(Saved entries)
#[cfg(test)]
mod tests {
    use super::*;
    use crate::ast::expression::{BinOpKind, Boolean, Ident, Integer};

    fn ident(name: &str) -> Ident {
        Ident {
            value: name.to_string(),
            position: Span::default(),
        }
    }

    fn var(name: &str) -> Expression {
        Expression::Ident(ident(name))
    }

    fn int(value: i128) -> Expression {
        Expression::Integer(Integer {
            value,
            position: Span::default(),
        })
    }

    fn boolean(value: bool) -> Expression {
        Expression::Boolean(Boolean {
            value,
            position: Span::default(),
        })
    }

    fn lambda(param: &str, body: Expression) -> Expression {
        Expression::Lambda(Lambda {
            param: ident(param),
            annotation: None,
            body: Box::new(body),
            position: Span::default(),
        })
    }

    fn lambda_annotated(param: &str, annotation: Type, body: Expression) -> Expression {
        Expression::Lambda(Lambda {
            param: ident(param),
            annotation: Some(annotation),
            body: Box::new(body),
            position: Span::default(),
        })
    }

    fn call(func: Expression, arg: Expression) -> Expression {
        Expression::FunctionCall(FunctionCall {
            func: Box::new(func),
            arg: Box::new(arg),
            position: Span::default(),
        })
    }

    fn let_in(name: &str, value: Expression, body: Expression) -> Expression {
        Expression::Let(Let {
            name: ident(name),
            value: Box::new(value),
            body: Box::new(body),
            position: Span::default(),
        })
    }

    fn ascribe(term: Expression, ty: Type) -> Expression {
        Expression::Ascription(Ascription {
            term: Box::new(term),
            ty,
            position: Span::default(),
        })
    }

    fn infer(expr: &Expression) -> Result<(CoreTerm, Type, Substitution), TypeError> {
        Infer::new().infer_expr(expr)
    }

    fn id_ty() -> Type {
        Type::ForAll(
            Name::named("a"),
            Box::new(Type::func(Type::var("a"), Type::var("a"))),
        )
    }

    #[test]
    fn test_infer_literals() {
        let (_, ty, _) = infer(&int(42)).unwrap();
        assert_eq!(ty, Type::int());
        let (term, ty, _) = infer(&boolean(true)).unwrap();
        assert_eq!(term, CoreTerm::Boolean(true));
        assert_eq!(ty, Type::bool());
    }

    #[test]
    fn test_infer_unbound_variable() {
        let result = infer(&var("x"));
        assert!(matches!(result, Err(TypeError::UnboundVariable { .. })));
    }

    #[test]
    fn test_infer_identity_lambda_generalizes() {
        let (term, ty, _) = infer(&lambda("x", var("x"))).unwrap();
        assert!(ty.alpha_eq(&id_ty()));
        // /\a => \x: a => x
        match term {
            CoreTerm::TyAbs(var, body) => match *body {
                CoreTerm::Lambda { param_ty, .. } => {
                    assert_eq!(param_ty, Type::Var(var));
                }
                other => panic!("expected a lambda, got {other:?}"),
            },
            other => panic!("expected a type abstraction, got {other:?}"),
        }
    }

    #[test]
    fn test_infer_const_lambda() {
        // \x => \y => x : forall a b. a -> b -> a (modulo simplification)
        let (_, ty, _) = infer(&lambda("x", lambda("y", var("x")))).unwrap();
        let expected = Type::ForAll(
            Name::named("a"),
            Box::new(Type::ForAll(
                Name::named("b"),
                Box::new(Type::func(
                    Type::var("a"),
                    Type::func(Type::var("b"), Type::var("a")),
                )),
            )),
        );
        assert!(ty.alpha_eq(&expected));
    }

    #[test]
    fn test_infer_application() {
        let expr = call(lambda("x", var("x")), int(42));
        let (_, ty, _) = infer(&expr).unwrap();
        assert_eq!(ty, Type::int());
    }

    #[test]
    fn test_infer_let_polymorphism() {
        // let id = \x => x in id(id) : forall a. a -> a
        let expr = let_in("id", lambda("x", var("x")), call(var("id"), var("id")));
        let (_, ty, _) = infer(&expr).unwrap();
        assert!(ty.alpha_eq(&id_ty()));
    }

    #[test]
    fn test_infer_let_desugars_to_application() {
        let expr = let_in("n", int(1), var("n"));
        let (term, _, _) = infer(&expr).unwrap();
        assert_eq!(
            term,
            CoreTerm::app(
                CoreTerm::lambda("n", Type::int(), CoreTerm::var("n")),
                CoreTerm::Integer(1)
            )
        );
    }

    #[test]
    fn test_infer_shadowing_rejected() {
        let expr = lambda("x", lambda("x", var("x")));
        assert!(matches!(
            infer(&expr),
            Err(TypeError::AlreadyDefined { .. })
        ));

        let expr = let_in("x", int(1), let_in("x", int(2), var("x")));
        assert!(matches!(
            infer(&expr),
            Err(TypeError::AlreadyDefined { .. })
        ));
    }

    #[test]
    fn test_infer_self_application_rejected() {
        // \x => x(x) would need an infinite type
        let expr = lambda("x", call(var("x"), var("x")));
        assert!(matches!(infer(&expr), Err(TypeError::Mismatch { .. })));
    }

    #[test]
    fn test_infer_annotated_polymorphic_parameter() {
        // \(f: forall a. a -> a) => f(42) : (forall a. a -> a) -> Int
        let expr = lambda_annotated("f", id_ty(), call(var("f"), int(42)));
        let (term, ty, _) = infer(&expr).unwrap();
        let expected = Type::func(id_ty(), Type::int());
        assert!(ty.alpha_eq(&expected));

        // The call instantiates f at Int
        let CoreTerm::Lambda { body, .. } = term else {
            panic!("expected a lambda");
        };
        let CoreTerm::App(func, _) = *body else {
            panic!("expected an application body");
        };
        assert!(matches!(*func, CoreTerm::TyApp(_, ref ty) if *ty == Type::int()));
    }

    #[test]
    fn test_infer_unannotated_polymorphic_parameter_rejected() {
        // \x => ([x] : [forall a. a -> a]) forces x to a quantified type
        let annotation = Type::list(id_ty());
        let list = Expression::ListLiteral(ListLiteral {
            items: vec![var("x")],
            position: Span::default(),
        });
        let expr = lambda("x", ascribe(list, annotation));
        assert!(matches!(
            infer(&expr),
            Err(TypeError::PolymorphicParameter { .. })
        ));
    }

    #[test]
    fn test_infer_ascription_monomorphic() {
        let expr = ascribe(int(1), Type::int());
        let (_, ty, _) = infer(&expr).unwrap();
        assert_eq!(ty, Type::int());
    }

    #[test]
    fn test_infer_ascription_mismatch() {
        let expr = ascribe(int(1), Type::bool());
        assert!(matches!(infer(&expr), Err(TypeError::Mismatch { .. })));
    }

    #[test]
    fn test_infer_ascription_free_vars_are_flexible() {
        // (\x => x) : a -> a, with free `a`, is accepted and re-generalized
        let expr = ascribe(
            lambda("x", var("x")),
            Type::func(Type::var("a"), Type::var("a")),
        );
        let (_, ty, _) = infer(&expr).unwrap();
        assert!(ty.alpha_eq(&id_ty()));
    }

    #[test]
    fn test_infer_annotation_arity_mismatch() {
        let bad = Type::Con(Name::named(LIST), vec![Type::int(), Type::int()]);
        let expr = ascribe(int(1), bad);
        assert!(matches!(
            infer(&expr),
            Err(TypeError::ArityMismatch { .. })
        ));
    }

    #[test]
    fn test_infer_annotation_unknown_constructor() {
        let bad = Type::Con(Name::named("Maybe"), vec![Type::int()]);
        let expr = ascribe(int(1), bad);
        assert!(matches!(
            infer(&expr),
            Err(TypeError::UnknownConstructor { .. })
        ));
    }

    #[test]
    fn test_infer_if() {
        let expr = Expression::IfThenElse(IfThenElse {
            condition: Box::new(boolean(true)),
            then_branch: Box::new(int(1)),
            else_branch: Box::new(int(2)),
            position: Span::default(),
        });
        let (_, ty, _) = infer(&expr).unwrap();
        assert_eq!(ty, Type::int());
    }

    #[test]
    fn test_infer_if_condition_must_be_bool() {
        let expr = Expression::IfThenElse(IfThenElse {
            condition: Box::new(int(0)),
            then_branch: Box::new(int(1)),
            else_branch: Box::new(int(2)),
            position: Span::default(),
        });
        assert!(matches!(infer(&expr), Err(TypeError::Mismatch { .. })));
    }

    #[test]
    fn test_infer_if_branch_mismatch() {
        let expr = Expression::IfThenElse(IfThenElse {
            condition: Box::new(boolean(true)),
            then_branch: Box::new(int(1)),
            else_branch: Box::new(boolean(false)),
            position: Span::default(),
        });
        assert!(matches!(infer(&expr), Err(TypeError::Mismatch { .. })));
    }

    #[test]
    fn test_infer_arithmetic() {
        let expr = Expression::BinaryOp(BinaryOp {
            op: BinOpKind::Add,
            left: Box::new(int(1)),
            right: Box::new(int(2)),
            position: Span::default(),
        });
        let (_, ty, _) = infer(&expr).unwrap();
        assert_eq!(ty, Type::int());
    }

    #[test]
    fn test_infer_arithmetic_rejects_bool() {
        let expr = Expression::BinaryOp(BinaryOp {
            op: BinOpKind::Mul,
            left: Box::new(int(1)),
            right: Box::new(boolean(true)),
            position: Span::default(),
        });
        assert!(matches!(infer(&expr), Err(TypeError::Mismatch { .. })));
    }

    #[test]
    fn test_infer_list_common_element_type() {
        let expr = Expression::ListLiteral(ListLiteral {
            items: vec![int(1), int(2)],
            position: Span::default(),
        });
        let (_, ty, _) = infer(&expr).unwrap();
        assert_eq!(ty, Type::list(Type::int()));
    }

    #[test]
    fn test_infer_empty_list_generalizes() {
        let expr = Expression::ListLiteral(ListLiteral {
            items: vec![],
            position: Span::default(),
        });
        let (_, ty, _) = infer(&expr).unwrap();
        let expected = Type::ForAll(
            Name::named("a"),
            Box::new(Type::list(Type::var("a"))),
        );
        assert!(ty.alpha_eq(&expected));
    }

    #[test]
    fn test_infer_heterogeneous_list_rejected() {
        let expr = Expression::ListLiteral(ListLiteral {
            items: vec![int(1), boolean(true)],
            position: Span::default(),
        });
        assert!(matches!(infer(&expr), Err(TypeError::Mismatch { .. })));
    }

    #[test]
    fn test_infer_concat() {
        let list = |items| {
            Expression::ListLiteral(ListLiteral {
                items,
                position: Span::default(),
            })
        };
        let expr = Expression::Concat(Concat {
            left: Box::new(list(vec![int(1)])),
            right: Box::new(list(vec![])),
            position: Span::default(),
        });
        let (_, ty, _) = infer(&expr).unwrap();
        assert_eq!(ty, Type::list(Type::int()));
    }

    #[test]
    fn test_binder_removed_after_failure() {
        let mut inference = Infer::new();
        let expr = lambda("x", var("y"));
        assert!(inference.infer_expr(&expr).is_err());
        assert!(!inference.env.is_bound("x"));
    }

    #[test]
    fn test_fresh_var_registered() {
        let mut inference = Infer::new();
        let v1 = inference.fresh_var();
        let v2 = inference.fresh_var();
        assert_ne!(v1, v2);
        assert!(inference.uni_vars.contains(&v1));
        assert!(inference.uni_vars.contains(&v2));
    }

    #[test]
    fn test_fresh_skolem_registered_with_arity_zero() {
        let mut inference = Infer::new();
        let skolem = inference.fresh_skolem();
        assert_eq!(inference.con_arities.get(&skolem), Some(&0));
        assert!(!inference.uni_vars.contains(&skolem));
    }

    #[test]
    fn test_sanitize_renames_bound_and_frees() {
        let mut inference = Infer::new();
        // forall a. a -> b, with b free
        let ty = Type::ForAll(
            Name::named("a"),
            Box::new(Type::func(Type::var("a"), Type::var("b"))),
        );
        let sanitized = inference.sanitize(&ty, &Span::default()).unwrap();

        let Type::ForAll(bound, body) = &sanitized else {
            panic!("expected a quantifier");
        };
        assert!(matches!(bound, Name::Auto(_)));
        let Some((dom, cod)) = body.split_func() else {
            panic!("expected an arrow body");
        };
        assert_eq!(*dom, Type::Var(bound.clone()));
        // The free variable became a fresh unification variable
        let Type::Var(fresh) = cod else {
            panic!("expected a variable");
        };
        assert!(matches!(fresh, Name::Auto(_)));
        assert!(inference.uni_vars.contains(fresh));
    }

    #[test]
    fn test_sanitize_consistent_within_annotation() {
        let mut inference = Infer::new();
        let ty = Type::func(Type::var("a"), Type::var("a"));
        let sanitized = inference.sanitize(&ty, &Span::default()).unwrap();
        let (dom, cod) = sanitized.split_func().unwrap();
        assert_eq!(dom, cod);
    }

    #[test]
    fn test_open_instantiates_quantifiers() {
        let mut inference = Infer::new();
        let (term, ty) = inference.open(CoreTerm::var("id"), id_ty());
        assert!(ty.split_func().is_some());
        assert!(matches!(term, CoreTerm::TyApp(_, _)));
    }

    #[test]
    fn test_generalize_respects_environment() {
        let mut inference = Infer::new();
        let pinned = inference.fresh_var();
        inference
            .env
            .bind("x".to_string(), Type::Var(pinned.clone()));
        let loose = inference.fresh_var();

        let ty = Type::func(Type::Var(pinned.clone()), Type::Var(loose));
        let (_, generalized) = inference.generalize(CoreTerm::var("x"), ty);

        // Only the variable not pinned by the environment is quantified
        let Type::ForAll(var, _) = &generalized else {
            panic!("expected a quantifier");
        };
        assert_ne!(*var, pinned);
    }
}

* * *

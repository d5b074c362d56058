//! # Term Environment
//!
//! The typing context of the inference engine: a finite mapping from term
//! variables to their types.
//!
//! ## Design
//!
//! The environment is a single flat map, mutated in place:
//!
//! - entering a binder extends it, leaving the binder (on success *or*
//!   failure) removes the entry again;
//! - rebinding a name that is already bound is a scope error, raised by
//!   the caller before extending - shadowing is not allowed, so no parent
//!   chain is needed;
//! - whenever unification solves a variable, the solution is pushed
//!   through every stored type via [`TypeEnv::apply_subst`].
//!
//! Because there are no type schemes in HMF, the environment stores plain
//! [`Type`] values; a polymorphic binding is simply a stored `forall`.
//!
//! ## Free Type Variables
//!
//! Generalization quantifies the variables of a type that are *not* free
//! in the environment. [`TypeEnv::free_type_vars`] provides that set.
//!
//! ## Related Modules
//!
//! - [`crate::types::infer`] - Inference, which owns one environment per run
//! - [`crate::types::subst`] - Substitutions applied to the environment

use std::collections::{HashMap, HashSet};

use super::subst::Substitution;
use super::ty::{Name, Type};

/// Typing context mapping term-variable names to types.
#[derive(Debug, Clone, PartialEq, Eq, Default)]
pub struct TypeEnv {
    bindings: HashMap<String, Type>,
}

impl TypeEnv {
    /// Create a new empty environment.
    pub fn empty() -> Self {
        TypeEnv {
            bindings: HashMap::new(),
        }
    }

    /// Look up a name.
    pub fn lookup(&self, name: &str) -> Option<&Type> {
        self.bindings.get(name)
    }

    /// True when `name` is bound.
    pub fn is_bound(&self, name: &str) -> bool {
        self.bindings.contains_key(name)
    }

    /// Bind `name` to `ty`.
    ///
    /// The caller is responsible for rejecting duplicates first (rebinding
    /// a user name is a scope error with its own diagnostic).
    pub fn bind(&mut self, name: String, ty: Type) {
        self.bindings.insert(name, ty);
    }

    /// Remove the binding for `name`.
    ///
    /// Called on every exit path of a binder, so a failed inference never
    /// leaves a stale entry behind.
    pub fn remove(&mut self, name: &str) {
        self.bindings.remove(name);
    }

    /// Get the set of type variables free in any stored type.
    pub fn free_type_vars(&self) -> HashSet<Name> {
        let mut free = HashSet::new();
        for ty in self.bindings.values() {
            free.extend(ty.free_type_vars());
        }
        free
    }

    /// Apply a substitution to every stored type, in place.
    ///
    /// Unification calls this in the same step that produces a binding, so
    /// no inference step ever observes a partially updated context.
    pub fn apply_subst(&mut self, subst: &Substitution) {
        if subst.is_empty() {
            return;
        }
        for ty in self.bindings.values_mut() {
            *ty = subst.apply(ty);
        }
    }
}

--

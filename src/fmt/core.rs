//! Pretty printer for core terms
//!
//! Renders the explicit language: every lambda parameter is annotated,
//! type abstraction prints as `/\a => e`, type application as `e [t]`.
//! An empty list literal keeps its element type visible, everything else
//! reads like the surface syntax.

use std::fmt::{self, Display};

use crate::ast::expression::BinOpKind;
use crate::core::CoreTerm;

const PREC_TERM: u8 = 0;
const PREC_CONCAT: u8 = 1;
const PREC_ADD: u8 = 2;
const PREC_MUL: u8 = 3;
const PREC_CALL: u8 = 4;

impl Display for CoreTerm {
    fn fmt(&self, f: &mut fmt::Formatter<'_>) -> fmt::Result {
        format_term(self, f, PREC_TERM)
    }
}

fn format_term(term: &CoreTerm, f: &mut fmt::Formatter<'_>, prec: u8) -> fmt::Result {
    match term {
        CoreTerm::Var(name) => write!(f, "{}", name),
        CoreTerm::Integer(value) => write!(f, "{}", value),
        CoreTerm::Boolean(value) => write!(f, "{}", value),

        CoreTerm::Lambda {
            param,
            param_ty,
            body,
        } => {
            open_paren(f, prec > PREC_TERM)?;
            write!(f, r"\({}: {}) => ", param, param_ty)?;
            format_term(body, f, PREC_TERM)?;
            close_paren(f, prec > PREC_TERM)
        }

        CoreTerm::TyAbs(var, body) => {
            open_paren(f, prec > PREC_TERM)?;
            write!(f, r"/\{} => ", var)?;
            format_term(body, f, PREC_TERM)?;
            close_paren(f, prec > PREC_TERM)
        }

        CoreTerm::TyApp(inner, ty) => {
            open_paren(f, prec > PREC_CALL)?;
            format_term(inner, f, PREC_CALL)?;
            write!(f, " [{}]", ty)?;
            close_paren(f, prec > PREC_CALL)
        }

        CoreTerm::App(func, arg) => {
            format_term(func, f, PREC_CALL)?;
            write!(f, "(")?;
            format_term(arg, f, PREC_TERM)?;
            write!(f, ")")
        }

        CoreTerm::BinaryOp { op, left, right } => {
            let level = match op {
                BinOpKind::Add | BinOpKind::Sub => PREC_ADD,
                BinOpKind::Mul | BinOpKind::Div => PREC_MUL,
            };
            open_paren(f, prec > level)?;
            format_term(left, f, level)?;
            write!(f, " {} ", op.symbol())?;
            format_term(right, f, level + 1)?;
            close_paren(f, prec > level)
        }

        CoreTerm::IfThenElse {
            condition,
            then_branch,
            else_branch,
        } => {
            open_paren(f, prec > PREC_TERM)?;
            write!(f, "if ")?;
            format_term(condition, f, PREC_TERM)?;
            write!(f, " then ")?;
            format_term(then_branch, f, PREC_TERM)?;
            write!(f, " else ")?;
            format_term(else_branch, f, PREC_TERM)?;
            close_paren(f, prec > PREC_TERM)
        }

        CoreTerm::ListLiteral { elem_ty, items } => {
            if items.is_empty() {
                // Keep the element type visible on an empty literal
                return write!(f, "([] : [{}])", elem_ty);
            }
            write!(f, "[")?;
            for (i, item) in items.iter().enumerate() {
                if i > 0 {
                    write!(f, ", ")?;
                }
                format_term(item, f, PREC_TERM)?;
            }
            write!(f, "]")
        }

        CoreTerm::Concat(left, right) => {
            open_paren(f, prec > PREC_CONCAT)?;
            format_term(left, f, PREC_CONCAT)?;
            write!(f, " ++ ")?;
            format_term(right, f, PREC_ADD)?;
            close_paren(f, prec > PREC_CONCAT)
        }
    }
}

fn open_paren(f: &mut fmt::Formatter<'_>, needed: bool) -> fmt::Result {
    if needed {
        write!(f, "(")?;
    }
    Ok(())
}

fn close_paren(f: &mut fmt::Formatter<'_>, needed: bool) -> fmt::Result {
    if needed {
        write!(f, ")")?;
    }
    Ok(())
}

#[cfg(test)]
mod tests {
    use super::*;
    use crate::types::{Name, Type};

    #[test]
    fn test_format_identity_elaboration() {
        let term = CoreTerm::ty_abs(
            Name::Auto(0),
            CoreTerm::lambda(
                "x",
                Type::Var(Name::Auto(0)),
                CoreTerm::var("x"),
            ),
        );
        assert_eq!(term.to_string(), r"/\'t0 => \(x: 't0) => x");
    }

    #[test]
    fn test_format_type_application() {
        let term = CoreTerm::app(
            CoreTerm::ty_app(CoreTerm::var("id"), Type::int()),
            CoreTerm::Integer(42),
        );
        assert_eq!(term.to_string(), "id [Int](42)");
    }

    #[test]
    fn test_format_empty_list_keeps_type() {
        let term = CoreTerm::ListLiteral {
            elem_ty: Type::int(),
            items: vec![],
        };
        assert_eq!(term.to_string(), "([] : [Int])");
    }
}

(TASK ITEM): Identify each line in the entries with the word "types" and copy it.

(FINISHED TASK):
//! variables to their types.
//! - [`crate::types::infer`] - Inference, which owns one environment per run
//! - [`crate::types::subst`] - Substitutions applied to the environment
/// Typing context mapping term-variable names to types.
    use crate::types::{Name, Type};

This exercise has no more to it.